Figure 1. CASAAV-based somatic mutagenesis efficiently depleted Jph2 in CMs during CM maturation in vivo.

(A) Workflow for CASAAV. (B) Depletion of tdTomato by AAV9 delivery of specific gRNA plus Cre to activate Cas9-P2A-GFP. Dot plot shows that most GFP⁺ cells were tdTomato negative. As a control, AAV9 delivery of Cre without gRNA activated tdTomato in almost all GFP⁺ cells (see also Online Fig.

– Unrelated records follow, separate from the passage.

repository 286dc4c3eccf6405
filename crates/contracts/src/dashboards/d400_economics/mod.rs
pub mod dto;

pub use dto::*;
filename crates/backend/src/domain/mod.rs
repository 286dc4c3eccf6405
pub mod a001_contract;
pub mod a002_contract_file;
pub mod a003_customer;
pub mod a004_technician;
pub mod a005_service_case;
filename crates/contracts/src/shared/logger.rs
use serde::{Deserialize, Serialize};

/// Запись лога системы
#[derive(Debug, Clone, Serialize, Deserialize)]
pub struct LogEntry {
    pub id: i64,
    pub timestamp: String,
    pub source: String, // "client" или "server"
    pub level: String,  // "info" | "warn" | "error"
    pub category: String,
    pub message: String,
}

/// DTO для создания новой записи лога
#[derive(Debug, Clone, Serialize, Deserialize)]
pub struct CreateLogRequest {
    pub source: String,
    #[serde(default = "default_level")]
    pub level: String,
    pub category: String,
    pub message: String,
}

fn default_level() -> String {
    "info".to_string()
}
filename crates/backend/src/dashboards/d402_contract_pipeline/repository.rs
use anyhow::Result;
use sea_orm::{FromQueryResult, Statement};
use serde::{Deserialize, Serialize};

use crate::shared::data::db::get_connection;

/// Текущий срез воронки: количество и сумма по статусу
#[derive(Debug, Clone, Serialize, Deserialize, FromQueryResult)]
pub struct StageAggregation {
    pub status: String,
    pub count: i64,
    pub total_value: f64,
}

/// Количество и сумма договоров за месяц ("YYYY-MM")
#[derive(Debug, Clone, Serialize, Deserialize, FromQueryResult)]
pub struct MonthAggregation {
    pub period: String,
    pub count: i64,
    pub total_value: f64,
}

pub async fn get_stages() -> Result<Vec<StageAggregation>> {
    let db = get_connection();

    let sql = r#"
        SELECT
            status,
            COUNT(*) AS count,
            COALESCE(SUM(total_value), 0) AS total_value
        FROM a001_contract
        WHERE is_deleted = 0
        GROUP BY status
    "#;

    let stmt = Statement::from_string(sea_orm::DatabaseBackend::Sqlite, sql.to_string());
    Ok(StageAggregation::find_by_statement(stmt).all(db).await?)
}

/// Договоры, созданные в диапазоне, по месяцам
pub async fn get_created_by_month(date_from: &str, date_to: &str) -> Result<Vec<MonthAggregation>> {
    get_by_month("created_at", date_from, date_to).await
}

/// Договоры, подписанные в диапазоне, по месяцам
pub async fn get_signed_by_month(date_from: &str, date_to: &str) -> Result<Vec<MonthAggregation>> {
    get_by_month("signed_at", date_from, date_to).await
}

async fn get_by_month(
    column: &'static str,
    date_from: &str,
    date_to: &str,
) -> Result<Vec<MonthAggregation>> {
    let db = get_connection();

    let sql = format!(
        r#"
        SELECT
            substr({col}, 1, 7) AS period,
            COUNT(*) AS count,
            COALESCE(SUM(total_value), 0) AS total_value
        FROM a001_contract
        WHERE is_deleted = 0
          AND {col} IS NOT NULL
          AND substr({col}, 1, 10) >= ? AND substr({col}, 1, 10) <= ?
        GROUP BY substr({col}, 1, 7)
        ORDER BY period
        "#,
        col = column
    );

    let stmt = Statement::from_sql_and_values(
        sea_orm::DatabaseBackend::Sqlite,
        &sql,
        [date_from.into(), date_to.into()],
    );
    Ok(MonthAggregation::find_by_statement(stmt).all(db).await?)
}
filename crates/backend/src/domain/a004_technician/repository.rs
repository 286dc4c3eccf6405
use chrono::Utc;
use contracts::domain::a004_technician::aggregate::{Technician, TechnicianId};
use contracts::domain::common::{BaseAggregate, EntityMetadata};
use sea_orm::entity::prelude::*;
use sea_orm::{ColumnTrait, EntityTrait, QueryFilter, Set};
use serde::{Deserialize, Serialize};
use uuid::Uuid;

use crate::shared::data::db::get_connection;

#[derive(Clone, Debug, PartialEq, DeriveEntityModel, Serialize, Deserialize)]
#[sea_orm(table_name = "a004_technician")]
pub struct Model {
    #[sea_orm(primary_key, auto_increment = false)]
    pub id: String,
    pub code: String,
    pub description: String,
    pub comment: Option<String>,
    pub commission_rate: f64,
    pub is_active: bool,
    pub is_deleted: bool,
    pub created_at: Option<chrono::DateTime<chrono::Utc>>,
    pub updated_at: Option<chrono::DateTime<chrono::Utc>>,
    pub version: i32,
}

#[derive(Copy, Clone, Debug, EnumIter, DeriveRelation)]
pub enum Relation {}

impl ActiveModelBehavior for ActiveModel {}

impl From<Model> for Technician {
    fn from(m: Model) -> Self {
        let metadata = EntityMetadata {
            created_at: m.created_at.unwrap_or_else(Utc::now),
            updated_at: m.updated_at.unwrap_or_else(Utc::now),
            is_deleted: m.is_deleted,
            version: m.version,
        };
        let uuid = Uuid::parse_str(&m.id).unwrap_or_else(|_| Uuid::new_v4());

        Technician {
            base: BaseAggregate::with_metadata(
                TechnicianId(uuid),
                m.code,
                m.description,
                m.comment,
                metadata,
            ),
            commission_rate: m.commission_rate,
            is_active: m.is_active,
        }
    }
}

fn to_active(aggregate: &Technician) -> ActiveModel {
    ActiveModel {
        id: Set(aggregate.base.id.value().to_string()),
        code: Set(aggregate.base.code.clone()),
        description: Set(aggregate.base.description.clone()),
        comment: Set(aggregate.base.comment.clone()),
        commission_rate: Set(aggregate.commission_rate),
        is_active: Set(aggregate.is_active),
        is_deleted: Set(aggregate.base.metadata.is_deleted),
        created_at: Set(Some(aggregate.base.metadata.created_at)),
        updated_at: Set(Some(aggregate.base.metadata.updated_at)),
        version: Set(aggregate.base.metadata.version),
    }
}

fn conn() -> &'static DatabaseConnection {
    get_connection()
}

/// Все техники (включая неактивных: они нужны для исторических отчётов)
pub async fn list_all() -> anyhow::Result<Vec<Technician>> {
    let mut items: Vec<Technician> = Entity::find()
        .filter(Column::IsDeleted.eq(false))
        .all(conn())
        .await?
        .into_iter()
        .map(Into::into)
        .collect();
    items.sort_by(|a, b| a.base.description.cmp(&b.base.description));
    Ok(items)
}

pub async fn get_by_id(id: Uuid) -> anyhow::Result<Option<Technician>> {
    let result = Entity::find_by_id(id.to_string()).one(conn()).await?;
    Ok(result.map(Into::into))
}

pub async fn insert(aggregate: &Technician) -> anyhow::Result<Uuid> {
    let uuid = aggregate.base.id.value();
    to_active(aggregate).insert(conn()).await?;
    Ok(uuid)
}

pub async fn update(aggregate: &Technician) -> anyhow::Result<()> {
    let mut active = to_active(aggregate);
    active.created_at = sea_orm::ActiveValue::NotSet;
    active.update(conn()).await?;
    Ok(())
}

pub async fn soft_delete(id: Uuid) -> anyhow::Result<bool> {
    use sea_orm::sea_query::Expr;
    let result = Entity::update_many()
        .col_expr(Column::IsDeleted, Expr::value(true))
        .col_expr(Column::UpdatedAt, Expr::value(Utc::now()))
        .filter(Column::Id.eq(id.to_string()))
        .exec(conn())
        .await?;
    Ok(result.rows_affected > 0)
}
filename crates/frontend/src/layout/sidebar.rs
//! Боковая навигация: только страницы, доступные роли пользователя

use crate::layout::global_context::AppGlobalContext;
use crate::layout::nav::{items_for, resolve_page};
use crate::shared::icons::icon;
use crate::system::auth::context::use_auth;
use leptos::prelude::*;

#[component]
pub fn Sidebar() -> impl IntoView {
    let ctx = use_context::<AppGlobalContext>().expect("AppGlobalContext not found");
    let (auth_state, _) = use_auth();

    let items = move || {
        auth_state
            .with(|s| s.role())
            .map(items_for)
            .unwrap_or_default()
    };

    let active_key = move || {
        let role = auth_state.with(|s| s.role())?;
        resolve_page(role, ctx.page.get().as_deref()).map(|i| i.key)
    };

    view! {
        <nav class="sidebar" class:sidebar--collapsed=move || !ctx.sidebar_open.get()>
            <For
                each=items
                key=|item| item.key
                children=move |item| {
                    let is_active = move || active_key() == Some(item.key);
                    view! {
                        <button
                            class="sidebar__item"
                            class:sidebar__item--active=is_active
                            on:click=move |_| ctx.open_page(item.key)
                        >
                            <span class="sidebar__icon">{icon(item.icon)}</span>
                            <span class="sidebar__label">{item.title}</span>
                        </button>
                    }
                }
            />
        </nav>
    }
}
//! Output folder naming for the compound and comparison modes.
//!
//! Benchmark result folders are named `<yyyyMMdd-HHmmss>_<benchmark>_...`.
//! The timestamp prefix of each contributing folder is carried into the output
//! folder name so that merged results can be traced back to their runs.

use std::collections::BTreeSet;
use std::path::Path;

use chrono::NaiveDateTime;

/// Timestamp format benchmark drivers prefix result folders with.
pub const RESULT_TIME_FORMAT: &str = "%Y%m%d-%H%M%S";

/// Longest folder name the output layout produces.
pub const MAX_FOLDER_NAME_LEN: usize = 255;

pub const COMPOUND_PREFIX: &str = "compound_results_";
pub const COMPARISON_PREFIX: &str = "comparison_results_";

/// Root folders named `results_<x>` contribute `<x>` to the comparison name.
pub const RESULTS_FOLDER_PREFIX: &str = "results_";

/// Returns the text up to the second `_` of `folder_name` when it starts with
/// a valid benchmark timestamp, or `None`.
pub fn parse_time(folder_name: &str) -> Option<&str> {
    let first = folder_name.find('_')?;
    let second = folder_name[first + 1..].find('_')? + first + 1;
    let time = &folder_name[..second];

    NaiveDateTime::parse_and_remainder(time, RESULT_TIME_FORMAT)
        .ok()
        .map(|_| time)
}

/// Cuts `name` down to [`MAX_FOLDER_NAME_LEN`] characters.
pub fn truncate_folder_name(name: String) -> String {
    if name.chars().count() <= MAX_FOLDER_NAME_LEN {
        return name;
    }
    name.chars().take(MAX_FOLDER_NAME_LEN).collect()
}

/// `compound_results_<T>`, where `<T>` joins the distinct timestamp prefixes
/// of the given run folder names in sorted order.
pub fn compound_folder_name<'a>(run_folders: impl IntoIterator<Item = &'a str>) -> String {
    let times: BTreeSet<&str> = run_folders.into_iter().filter_map(parse_time).collect();
    let suffix = times.into_iter().collect::<Vec<_>>().join("_");

    truncate_folder_name(format!("{COMPOUND_PREFIX}{suffix}"))
}

/// `comparison_results_<S>`, where `<S>` joins the `results_`-stripped names
/// of the input roots. Roots without that prefix contribute nothing.
///
/// Only the leading `results_` is removed: a root named `results_a_results_b`
/// contributes `a_results_b`. Later occurrences are part of the benchmark
/// name and are kept on purpose.
pub fn comparison_parent_name<'a>(root_names: impl IntoIterator<Item = &'a str>) -> String {
    let suffix = root_names
        .into_iter()
        .filter_map(|n| n.strip_prefix(RESULTS_FOLDER_PREFIX))
        .filter(|s| !s.is_empty())
        .collect::<Vec<_>>()
        .join("_");

    truncate_folder_name(format!("{COMPARISON_PREFIX}{suffix}"))
}

/// `<NNN>_<T>` for the zero-based run `index`: the 1-based index padded to
/// three digits, then the timestamp prefixes of the participating run
/// folders in the given order.
pub fn comparison_run_name<'a>(index: usize, run_folders: impl IntoIterator<Item = &'a str>) -> String {
    let suffix = run_folders
        .into_iter()
        .filter_map(parse_time)
        .collect::<Vec<_>>()
        .join("_");

    truncate_folder_name(format!("{:03}_{}", index + 1, suffix))
}

/// Final path component of `path` as a string, empty when there is none.
pub fn folder_name(path: &Path) -> String {
    path.file_name()
        .map(|n| n.to_string_lossy().into_owned())
        .unwrap_or_default()
}

#[cfg(test)]
mod tests {
    use super::*;

    #[test]
    fn test_parse_time_accepts_timestamp_prefix() {
        assert_eq!(
            parse_time("20240312-093015_put_benchmark"),
            Some("20240312-093015_put")
        );
    }

    #[test]
    fn test_parse_time_requires_two_underscores() {
        assert_eq!(parse_time("20240312-093015_put"), None);
        assert_eq!(parse_time("20240312-093015"), None);
    }

    #[test]
    fn test_parse_time_rejects_non_timestamp() {
        assert_eq!(parse_time("results_put_benchmark"), None);
        assert_eq!(parse_time("20241340-093015_put_benchmark"), None);
    }

    #[test]
    fn test_compound_name_dedups_and_sorts() {
        let name = compound_folder_name([
            "20240312-093015_put_a",
            "20240101-000000_get_b",
            "20240312-093015_put_a",
            "misc",
        ]);

        assert_eq!(
            name,
            "compound_results_20240101-000000_get_20240312-093015_put"
        );
    }

    #[test]
    fn test_compound_name_without_timestamps() {
        assert_eq!(compound_folder_name(["misc"]), "compound_results_");
    }

    #[test]
    fn test_long_names_are_truncated() {
        let folders: Vec<String> = (0..40)
            .map(|i| format!("20240101-0000{:02}_bench{}_x", i % 60, i))
            .collect();
        let name = compound_folder_name(folders.iter().map(String::as_str));

        assert_eq!(name.len(), MAX_FOLDER_NAME_LEN);
        assert!(name.starts_with(COMPOUND_PREFIX));
    }

    #[test]
    fn test_short_names_untouched() {
        assert_eq!(truncate_folder_name("abc".to_string()), "abc");
    }

    #[test]
    fn test_comparison_parent_name() {
        let name = comparison_parent_name(["results_ignite", "results_other", "plain"]);
        assert_eq!(name, "comparison_results_ignite_other");
    }

    #[test]
    fn test_comparison_parent_strips_leading_prefix_only() {
        let name = comparison_parent_name(["results_a_results_b"]);
        assert_eq!(name, "comparison_results_a_results_b");
    }

    #[test]
    fn test_comparison_run_padding() {
        assert!(comparison_run_name(0, []).starts_with("001_"));
        assert!(comparison_run_name(8, []).starts_with("009_"));
        assert!(comparison_run_name(9, []).starts_with("010_"));
        assert!(comparison_run_name(98, []).starts_with("099_"));
        assert!(comparison_run_name(99, []).starts_with("100_"));
        assert!(comparison_run_name(999, []).starts_with("1000_"));
    }

    #[test]
    fn test_comparison_run_keeps_root_order() {
        let name = comparison_run_name(
            1,
            ["20240312-093015_put_a", "20240101-000000_put_b", "junk"],
        );
        assert_eq!(name, "002_20240312-093015_put_20240101-000000_put");
    }
}
pub mod aggregation;
pub mod config;
pub mod error;
pub mod grouper;
pub mod naming;
pub mod output;
pub mod parser;
pub mod render;
pub mod stats;
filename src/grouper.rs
//! Directory scanning and grouping of same-named probe files.

use std::collections::BTreeMap;
use std::fs::{self, File};
use std::path::{Path, PathBuf};

use tracing::{debug, warn};

use crate::parser::INPUT_FILE_EXTENSION;

/// Base file name to every path sharing that name, in scan order.
pub type FileGroups = BTreeMap<String, Vec<PathBuf>>;

/// Groups the probe files of `root` by file name.
///
/// Files directly inside `root` and files one level down (one subdirectory
/// per run) are considered. Entries are visited in name order so that the
/// resulting path lists are deterministic. Unreadable entries are skipped
/// with a warning.
pub fn scan(root: &Path) -> FileGroups {
    let mut res = FileGroups::new();

    let entries = match sorted_entries(root) {
        Ok(entries) => entries,
        Err(e) => {
            warn!(folder = %root.display(), error = %e, "Folder can not be listed");
            return res;
        }
    };

    for entry in entries {
        if entry.is_dir() {
            match sorted_entries(&entry) {
                Ok(files) => {
                    for file in files {
                        add_file(&file, &mut res);
                    }
                }
                Err(e) => warn!(folder = %entry.display(), error = %e, "Folder can not be listed"),
            }
        } else {
            add_file(&entry, &mut res);
        }
    }

    debug!(folder = %root.display(), groups = res.len(), "Folder scanned");
    res
}

/// Appends every path list of `src` to the matching key of `dst`.
pub fn merge_groups(dst: &mut FileGroups, src: FileGroups) {
    for (name, paths) in src {
        dst.entry(name).or_default().extend(paths);
    }
}

/// Lists the immediate subdirectories of `folder`, sorted by name.
pub fn sorted_subdirs(folder: &Path) -> std::io::Result<Vec<PathBuf>> {
    Ok(sorted_entries(folder)?
        .into_iter()
        .filter(|p| p.is_dir())
        .collect())
}

fn sorted_entries(folder: &Path) -> std::io::Result<Vec<PathBuf>> {
    let mut entries = Vec::new();

    for entry in fs::read_dir(folder)? {
        entries.push(entry?.path());
    }

    entries.sort();
    Ok(entries)
}

fn add_file(file: &Path, res: &mut FileGroups) {
    if file.is_dir() {
        return;
    }

    let Some(name) = file.file_name().and_then(|n| n.to_str()) else {
        return;
    };

    if !name.ends_with(INPUT_FILE_EXTENSION) {
        return;
    }

    if let Err(e) = File::open(file) {
        warn!(path = %file.display(), error = %e, "File can not be read");
        return;
    }

    res.entry(name.to_string()).or_default().push(file.to_path_buf());
}

#[cfg(test)]
mod tests {
    use super::*;

    fn touch(path: &Path) {
        fs::create_dir_all(path.parent().unwrap()).unwrap();
        fs::write(path, "1,1\n").unwrap();
    }

    #[test]
    fn test_scan_groups_same_name_across_runs() {
        let dir = tempfile::tempdir().unwrap();
        let root = dir.path();

        touch(&root.join("run_b/probe.csv"));
        touch(&root.join("run_a/probe.csv"));
        touch(&root.join("run_a/other.csv"));
        touch(&root.join("run_a/notes.txt"));

        let groups = scan(root);

        assert_eq!(groups.len(), 2);
        assert_eq!(
            groups["probe.csv"],
            vec![root.join("run_a/probe.csv"), root.join("run_b/probe.csv")]
        );
        assert_eq!(groups["other.csv"], vec![root.join("run_a/other.csv")]);
    }

    #[test]
    fn test_scan_includes_direct_files() {
        let dir = tempfile::tempdir().unwrap();
        let root = dir.path();

        touch(&root.join("probe.csv"));

        let groups = scan(root);

        assert_eq!(groups["probe.csv"], vec![root.join("probe.csv")]);
    }

    #[test]
    fn test_scan_ignores_deeper_nesting() {
        let dir = tempfile::tempdir().unwrap();
        let root = dir.path();

        touch(&root.join("run/nested/probe.csv"));

        assert!(scan(root).is_empty());
    }

    #[cfg(unix)]
    #[test]
    fn test_scan_skips_unreadable_file() {
        let dir = tempfile::tempdir().unwrap();
        let root = dir.path();

        touch(&root.join("run/probe.csv"));
        std::os::unix::fs::symlink(root.join("gone.csv"), root.join("run/dangling.csv")).unwrap();

        let groups = scan(root);

        assert_eq!(groups.len(), 1);
        assert!(groups.contains_key("probe.csv"));
    }

    #[test]
    fn test_scan_missing_folder_is_empty() {
        let dir = tempfile::tempdir().unwrap();
        assert!(scan(&dir.path().join("absent")).is_empty());
    }

    #[test]
    fn test_merge_groups_concatenates() {
        let mut dst = FileGroups::new();
        dst.insert("a.csv".into(), vec![PathBuf::from("/r1/x/a.csv")]);

        let mut src = FileGroups::new();
        src.insert("a.csv".into(), vec![PathBuf::from("/r2/y/a.csv")]);
        src.insert("b.csv".into(), vec![PathBuf::from("/r2/y/b.csv")]);

        merge_groups(&mut dst, src);

        assert_eq!(
            dst["a.csv"],
            vec![PathBuf::from("/r1/x/a.csv"), PathBuf::from("/r2/y/a.csv")]
        );
        assert_eq!(dst["b.csv"].len(), 1);
    }

    #[test]
    fn test_sorted_subdirs_skips_files() {
        let dir = tempfile::tempdir().unwrap();
        let root = dir.path();

        fs::create_dir(root.join("002")).unwrap();
        fs::create_dir(root.join("001")).unwrap();
        touch(&root.join("loose.csv"));

        let dirs = sorted_subdirs(root).unwrap();
        assert_eq!(dirs, vec![root.join("001"), root.join("002")]);
    }
}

II). (C) Design of Jph2 gRNAs that target the first coding exon of the Jph2 gene. (D) Immunostaining of JPH2 in isolated CMs demonstrated efficient depletion of JPH2 in Cas9GFP⁺ CMs (arrow). Scale bar, 10 μm. (E) Quantification of the fraction of JPH2-depleted CMs among GFP⁻ and GFP⁺ CMs. >50 CMs were counted per heart. n = 5 hearts. Student’s t-test: *p<0.05; **p<0.01; ***p<0.001. Non-significant p value is shown in parentheses. Plots show mean ± SD. (F–G) Depletion of JPH2 in transduced (GFP⁺) CMs. Gating strategy for FACS purification of isolated GFP⁺ CMs is shown in F. Panel G shows Western blot analysis of FACS-sorted GFP⁺ cells.